Dans le clip, des jeunes font face aux «Enfoirés» Bruel, Obispo, Fiori et autres Le Forestier. Les premiers se plaignent de leurs perspectives socio-économiques:

«Des portes closes et des nuages sombres / C’est notre héritage, notre horizon»

Les seconds leur répondent qu’ils n’ont «rien volé», et leur argument récurrent consiste à rappeler aux jeunes qu’ils ont l’avantage de… leur jeunesse.

On reproche à la chanson et à son auteur Jean-Jacques Goldman de verser dans une caricature de baby-boomers autosatisfaits, coupés des réalités du marché de l’emploi et réduits à prodiguer des conseils méprisants comme «à vous de jouer mais faudrait vous bouger», incarnant un discours culpabilisant faisant reposer sur l’unique volonté personnelle la possibilité de s’insérer dans la société et dans l’économie.

On s’amusera par exemple de l’article de Mademoizelle qui rappelle quelques vérités sur la situation de la jeunesse française vis-à-vis du travail, et quelques chiffres qui semblent avoir échappé aux Enfoirés.

A bien y regarder cependant, le thème et la tonalité véhémente de l’échange entre les deux générations ne sont pas si niais que cela.

L’ensemble semble épouser la théorie des générations sacrifiées, popularisée par le sociologue Louis Chauvel, notamment dans son livre Le destin des générations. Dans une tribune publiée dans Le Monde en juin 2014, il écrivait que le niveau de vie relatif des trentenaires depuis 1984 était de 17% inférieur à celui des sexagénaires.

Dans un article publié en janvier 2015, Louis Chauvel et Martin Schröder [PDF] comparent le niveau de vie des générations en Allemagne, en France et aux Etats-Unis.

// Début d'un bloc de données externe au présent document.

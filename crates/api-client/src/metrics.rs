//! Client-side request metrics
//!
//! Emitted through the `metrics` facade; calls are no-ops until the host
//! installs a recorder.
//!
//! - `api_client_requests_total` (counter): labels `method`, `outcome`
//! - `api_client_retries_total` (counter): label `method`
//! - `api_client_request_duration_seconds` (histogram): label `outcome`

/// Record a finished call. `outcome` is `ok` or an error category tag.
pub fn record_request(method: &str, outcome: &str, duration_secs: f64) {
    metrics::counter!(
        "api_client_requests_total",
        "method" => method.to_string(),
        "outcome" => outcome.to_string()
    )
    .increment(1);
    metrics::histogram!("api_client_request_duration_seconds", "outcome" => outcome.to_string())
        .record(duration_secs);
}

/// Record one retry (an attempt after the first).
pub fn record_retry(method: &str) {
    metrics::counter!("api_client_retries_total", "method" => method.to_string()).increment(1);
}
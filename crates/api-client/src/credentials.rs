//! Bearer-token sources for outbound requests
//!
//! The client never reaches into ambient storage itself. A `TokenSource` is
//! injected at construction and queried before every attempt:
//!
//! - `Anonymous` never yields a token
//! - `StaticToken` yields a fixed token (service accounts, `API_TOKEN`)
//! - `TokenStore` is the console's persistent client storage: an
//!   `auth_token` entry mirrored into a session cookie
//!
//! The store is written only by the auth flows (login, signup, OTP verify,
//! logout). A request that races a concurrent login/logout may read either
//! the old or the new token.

use std::collections::BTreeMap;
use std::future::Future;
use std::path::{Path, PathBuf};
use std::pin::Pin;

use common::Secret;
use serde::{Deserialize, Serialize};
use tokio::sync::Mutex;
use tracing::{debug, info};

use crate::error::StoreError;

/// Storage key holding the bearer token.
pub const AUTH_TOKEN_KEY: &str = "auth_token";

/// Storage key holding the cached user profile JSON.
pub const USER_DATA_KEY: &str = "user_data";

/// Cookie the token is mirrored into at login.
pub const SESSION_COOKIE: &str = "authjs.session-token";

/// Session cookies consulted when storage holds no token, in lookup order.
pub const SESSION_COOKIES: &[&str] = &[
    SESSION_COOKIE,
    "__Secure-authjs.session-token",
    "next-auth.session-token",
    "__Secure-next-auth.session-token",
];

type TokenFuture<'a> = Pin<Box<dyn Future<Output = Option<Secret<String>>> + Send + 'a>>;

/// Supplies the bearer token for a request, if any.
///
/// Uses `Pin<Box<dyn Future>>` so the client can hold `Arc<dyn TokenSource>`.
pub trait TokenSource: Send + Sync {
    fn bearer_token(&self) -> TokenFuture<'_>;
}

/// Token source for unauthenticated callers.
#[derive(Debug, Default, Clone, Copy)]
pub struct Anonymous;

impl TokenSource for Anonymous {
    fn bearer_token(&self) -> TokenFuture<'_> {
        Box::pin(async { None })
    }
}

/// Fixed bearer token.
#[derive(Debug, Clone)]
pub struct StaticToken(Secret<String>);

impl StaticToken {
    pub fn new(token: impl Into<Secret<String>>) -> Self {
        Self(token.into())
    }
}

impl TokenSource for StaticToken {
    fn bearer_token(&self) -> TokenFuture<'_> {
        let token = self.0.clone();
        Box::pin(async move { Some(token) })
    }
}

/// On-disk layout: a key/value storage area plus a cookie jar.
#[derive(Debug, Default, Clone, Serialize, Deserialize)]
struct StoredState {
    #[serde(default)]
    storage: BTreeMap<String, String>,
    #[serde(default)]
    cookies: BTreeMap<String, String>,
}

impl StoredState {
    fn put_token(&mut self, token: &str) {
        self.storage
            .insert(AUTH_TOKEN_KEY.to_owned(), token.to_owned());
        self.cookies.insert(
            SESSION_COOKIE.to_owned(),
            urlencoding::encode(token).into_owned(),
        );
    }

    fn token(&self) -> Option<String> {
        if let Some(token) = self.storage.get(AUTH_TOKEN_KEY).filter(|t| !t.is_empty()) {
            return Some(token.clone());
        }
        SESSION_COOKIES.iter().find_map(|name| {
            let raw = self.cookies.get(*name).filter(|v| !v.is_empty())?;
            Some(
                urlencoding::decode(raw)
                    .map(|decoded| decoded.into_owned())
                    .unwrap_or_else(|_| raw.clone()),
            )
        })
    }
}

/// File-backed client storage for the console's bearer token.
///
/// A tokio Mutex serializes writes; reads hold the lock only long enough to
/// look up the token.
pub struct TokenStore {
    path: PathBuf,
    state: Mutex<StoredState>,
}

impl TokenStore {
    /// Load the store from `path`, creating an empty file on first use.
    pub async fn load(path: PathBuf) -> Result<Self, StoreError> {
        let state = if path.exists() {
            let contents = tokio::fs::read_to_string(&path)
                .await
                .map_err(|e| StoreError::Io(format!("reading credential file: {e}")))?;
            let state: StoredState = if contents.trim().is_empty() {
                StoredState::default()
            } else {
                serde_json::from_str(&contents)
                    .map_err(|e| StoreError::Parse(format!("parsing credential file: {e}")))?
            };
            info!(path = %path.display(), has_token = state.token().is_some(), "loaded credential store");
            state
        } else {
            info!(path = %path.display(), "credential file not found, starting signed out");
            let state = StoredState::default();
            write_atomic(&path, &state).await?;
            state
        };

        Ok(Self {
            path,
            state: Mutex::new(state),
        })
    }

    pub fn path(&self) -> &Path {
        &self.path
    }

    /// Current bearer token: storage first, then the session cookies.
    pub async fn token(&self) -> Option<Secret<String>> {
        let state = self.state.lock().await;
        state.token().map(Secret::new)
    }

    /// Persist a freshly issued token and mirror it into the session cookie.
    pub async fn set_token(&self, token: &str) -> Result<(), StoreError> {
        self.update(|state| state.put_token(token)).await?;
        debug!("stored bearer token");
        Ok(())
    }

    /// Persist a token together with the cached user profile in one write.
    pub async fn set_session(&self, token: &str, user_data: String) -> Result<(), StoreError> {
        self.update(|state| {
            state.put_token(token);
            state.storage.insert(USER_DATA_KEY.to_owned(), user_data);
        })
        .await?;
        debug!("stored session");
        Ok(())
    }

    pub async fn get_item(&self, key: &str) -> Option<String> {
        let state = self.state.lock().await;
        state.storage.get(key).cloned()
    }

    pub async fn set_item(&self, key: &str, value: String) -> Result<(), StoreError> {
        self.update(|state| {
            state.storage.insert(key.to_owned(), value);
        })
        .await
    }

    /// Forget the token, cached user data and every session cookie.
    pub async fn clear(&self) -> Result<(), StoreError> {
        self.update(|state| {
            state.storage.remove(AUTH_TOKEN_KEY);
            state.storage.remove(USER_DATA_KEY);
            for name in SESSION_COOKIES {
                state.cookies.remove(*name);
            }
        })
        .await?;
        debug!("cleared stored credentials");
        Ok(())
    }

    /// Apply `change` to a copy, persist it, and only then make it visible.
    /// A failed write leaves the in-memory state untouched.
    async fn update(&self, change: impl FnOnce(&mut StoredState)) -> Result<(), StoreError> {
        let mut state = self.state.lock().await;
        let mut next = state.clone();
        change(&mut next);
        write_atomic(&self.path, &next).await?;
        *state = next;
        Ok(())
    }
}

impl TokenSource for TokenStore {
    fn bearer_token(&self) -> TokenFuture<'_> {
        Box::pin(self.token())
    }
}

/// Write the store atomically (temp file + rename) with 0600 permissions.
async fn write_atomic(path: &Path, state: &StoredState) -> Result<(), StoreError> {
    let json = serde_json::to_string_pretty(state)
        .map_err(|e| StoreError::Parse(format!("serializing credentials: {e}")))?;

    let dir = match path.parent() {
        Some(dir) if !dir.as_os_str().is_empty() => dir.to_path_buf(),
        _ => PathBuf::from("."),
    };
    tokio::fs::create_dir_all(&dir)
        .await
        .map_err(|e| StoreError::Io(format!("creating credential directory: {e}")))?;

    let tmp_path = dir.join(format!(".credentials.tmp.{}", std::process::id()));

    tokio::fs::write(&tmp_path, json.as_bytes())
        .await
        .map_err(|e| StoreError::Io(format!("writing temp credential file: {e}")))?;

    #[cfg(unix)]
    {
        use std::os::unix::fs::PermissionsExt;
        let perms = std::fs::Permissions::from_mode(0o600);
        tokio::fs::set_permissions(&tmp_path, perms)
            .await
            .map_err(|e| StoreError::Io(format!("setting credential file permissions: {e}")))?;
    }

    tokio::fs::rename(&tmp_path, path)
        .await
        .map_err(|e| StoreError::Io(format!("renaming temp credential file: {e}")))?;

    debug!(path = %path.display(), "persisted credentials");
    Ok(())
}
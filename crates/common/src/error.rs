//! Configuration and I/O errors shared by the console crates

use thiserror::Error;

/// Error raised while loading or validating local configuration
#[derive(Error, Debug)]
pub enum Error {
    #[error("Configuration error: {0}")]
    Config(String),

    #[error("I/O error: {0}")]
    Io(#[from] std::io::Error),

    #[error("TOML parse error: {0}")]
    Toml(#[from] toml::de::Error),
}

/// Result alias using common Error
pub type Result<T> = std::result::Result<T, Error>;
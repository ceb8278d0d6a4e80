//! Redacting wrapper for bearer tokens and other credentials

use std::fmt;

use serde::{Deserialize, Deserializer};
use zeroize::Zeroize;

/// Sensitive value: redacted in Debug/Display and zeroed on drop
pub struct Secret<T: Zeroize>(T);

impl<T: Zeroize> Secret<T> {
    pub fn new(value: T) -> Self {
        Self(value)
    }

    /// Borrow the raw value. Only call this where the value leaves the process
    /// (an `Authorization` header, the credential file).
    pub fn expose(&self) -> &T {
        &self.0
    }
}

impl From<String> for Secret<String> {
    fn from(value: String) -> Self {
        Self(value)
    }
}

impl From<&str> for Secret<String> {
    fn from(value: &str) -> Self {
        Self(value.to_owned())
    }
}

impl<T: Zeroize> fmt::Debug for Secret<T> {
    fn fmt(&self, f: &mut fmt::Formatter<'_>) -> fmt::Result {
        write!(f, "[REDACTED]")
    }
}

impl<T: Zeroize> fmt::Display for Secret<T> {
    fn fmt(&self, f: &mut fmt::Formatter<'_>) -> fmt::Result {
        write!(f, "[REDACTED]")
    }
}

impl<T: Zeroize> Drop for Secret<T> {
    fn drop(&mut self) {
        self.0.zeroize();
    }
}

impl<T: Zeroize + Clone> Clone for Secret<T> {
    fn clone(&self) -> Self {
        Self(self.0.clone())
    }
}

/// Deserialize-only: a secret can be read from a config file or a response
/// body, but never written back out through serde.
impl<'de, T: Zeroize + Deserialize<'de>> Deserialize<'de> for Secret<T> {
    fn deserialize<D: Deserializer<'de>>(deserializer: D) -> Result<Self, D::Error> {
        T::deserialize(deserializer).map(Self)
    }
}
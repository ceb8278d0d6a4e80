//! Configuration types and loading
//!
//! Config precedence: CLI args > env vars > config file > defaults.
//! The bearer token for unattended use comes from the API_TOKEN env var,
//! never from the TOML, so it cannot leak through a committed config file.

use std::path::{Path, PathBuf};
use std::time::Duration;

use api_client::{RetryStrategy, Url};
use common::Secret;
use serde::Deserialize;

const DEFAULT_CONFIG_PATH: &str = "recovery-console.toml";

/// Root configuration
#[derive(Debug, Default, Deserialize)]
pub struct Config {
    #[serde(default)]
    pub api: ApiConfig,
    #[serde(default)]
    pub retry: RetryConfig,
    #[serde(default)]
    pub credentials: CredentialsConfig,
    /// Fixed token from API_TOKEN; replaces the credential store when set.
    #[serde(skip)]
    pub api_token: Option<Secret<String>>,
}

/// Backend location and per-attempt timeout
#[derive(Debug, Deserialize)]
pub struct ApiConfig {
    #[serde(default)]
    pub base_url: Option<String>,
    #[serde(default = "default_timeout_ms")]
    pub timeout_ms: u64,
}

#[derive(Debug, Deserialize)]
pub struct RetryConfig {
    #[serde(default = "default_retry_enabled")]
    pub enabled: bool,
    #[serde(default = "default_retry_count")]
    pub retry_count: u32,
    #[serde(default = "default_retry_delay_ms")]
    pub retry_delay_ms: u64,
}

#[derive(Debug, Deserialize)]
pub struct CredentialsConfig {
    #[serde(default = "default_store_path")]
    pub store_path: PathBuf,
}

fn default_timeout_ms() -> u64 {
    30_000
}

fn default_retry_enabled() -> bool {
    true
}

fn default_retry_count() -> u32 {
    2
}

fn default_retry_delay_ms() -> u64 {
    1_000
}

fn default_store_path() -> PathBuf {
    PathBuf::from("recovery-console-credentials.json")
}

impl Default for ApiConfig {
    fn default() -> Self {
        Self {
            base_url: None,
            timeout_ms: default_timeout_ms(),
        }
    }
}

impl Default for RetryConfig {
    fn default() -> Self {
        Self {
            enabled: default_retry_enabled(),
            retry_count: default_retry_count(),
            retry_delay_ms: default_retry_delay_ms(),
        }
    }
}

impl Default for CredentialsConfig {
    fn default() -> Self {
        Self {
            store_path: default_store_path(),
        }
    }
}

impl RetryConfig {
    pub fn strategy(&self) -> RetryStrategy {
        RetryStrategy {
            enabled: self.enabled,
            retry_count: self.retry_count,
            retry_delay: Duration::from_millis(self.retry_delay_ms),
        }
    }
}

impl ApiConfig {
    pub fn timeout(&self) -> Duration {
        Duration::from_millis(self.timeout_ms)
    }

    /// Parsed base URL; `None` when unset.
    pub fn base_url(&self) -> common::Result<Option<Url>> {
        self.base_url
            .as_deref()
            .map(|raw| {
                Url::parse(raw)
                    .map_err(|e| common::Error::Config(format!("invalid base_url {raw:?}: {e}")))
            })
            .transpose()
    }
}

impl Config {
    /// Load configuration from a TOML file, then overlay environment variables.
    ///
    /// A missing file is only an error when `required` (the path was given
    /// explicitly); otherwise defaults plus env apply.
    pub fn load(path: &Path, required: bool) -> common::Result<Self> {
        let config = if path.exists() || required {
            let contents = std::fs::read_to_string(path)?;
            toml::from_str(&contents)?
        } else {
            Config::default()
        };
        config.with_env()
    }

    /// Overlay API_URL / NEXT_PUBLIC_API_URL, CREDENTIALS_PATH and API_TOKEN,
    /// then validate.
    fn with_env(mut self) -> common::Result<Self> {
        if let Some(url) = env_non_empty("API_URL").or_else(|| env_non_empty("NEXT_PUBLIC_API_URL"))
        {
            self.api.base_url = Some(url);
        }
        if let Some(path) = env_non_empty("CREDENTIALS_PATH") {
            self.credentials.store_path = PathBuf::from(path);
        }
        if let Some(token) = env_non_empty("API_TOKEN") {
            self.api_token = Some(Secret::new(token));
        }

        if let Some(url) = &self.api.base_url {
            if !url.starts_with("http://") && !url.starts_with("https://") {
                return Err(common::Error::Config(format!(
                    "base_url must start with http:// or https://, got: {url}"
                )));
            }
        }
        self.api.base_url()?;

        if self.api.timeout_ms == 0 {
            return Err(common::Error::Config(
                "timeout_ms must be greater than 0".into(),
            ));
        }

        Ok(self)
    }

    /// Resolve config file path from CLI arg or CONFIG_PATH env var.
    /// The flag reports whether the file must exist.
    pub fn resolve_path(cli_path: Option<&str>) -> (PathBuf, bool) {
        if let Some(p) = cli_path {
            return (PathBuf::from(p), true);
        }
        if let Ok(p) = std::env::var("CONFIG_PATH") {
            return (PathBuf::from(p), true);
        }
        (PathBuf::from(DEFAULT_CONFIG_PATH), false)
    }
}

fn env_non_empty(key: &str) -> Option<String> {
    std::env::var(key)
        .ok()
        .map(|v| v.trim().to_owned())
        .filter(|v| !v.is_empty())
}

Après avoir pris en compte l’effet du niveau d’éducation et d’autres variables, ils observent que les cohortes nées à la moitié du XXe siècle ont 20% de revenu de plus que celles nées au début et à la fin du siècle. Les Allemands de la même cohorte de baby-boomers n’ont que 5% d’avantages par rapport aux autres et aux Etats-Unis, la comparaison est en faveur des plus jeunes, ceux nés en 1975, dont le niveau de vie serait de 10% supérieur à celui de la génération du milieu du XXe siècle.

Être jeune = être immigré ou avoir deux enfants 

Les chercheurs intègrent de nombreuses variables dans leurs calculs et, pour donner une idée de l’avantage mesuré, ils affirment qu’être né dans la mauvaise période en France équivaut en termes de handicap économique au fait d’être immigré, d’avoir deux enfants et presqu’autant au fait d’en avoir trois.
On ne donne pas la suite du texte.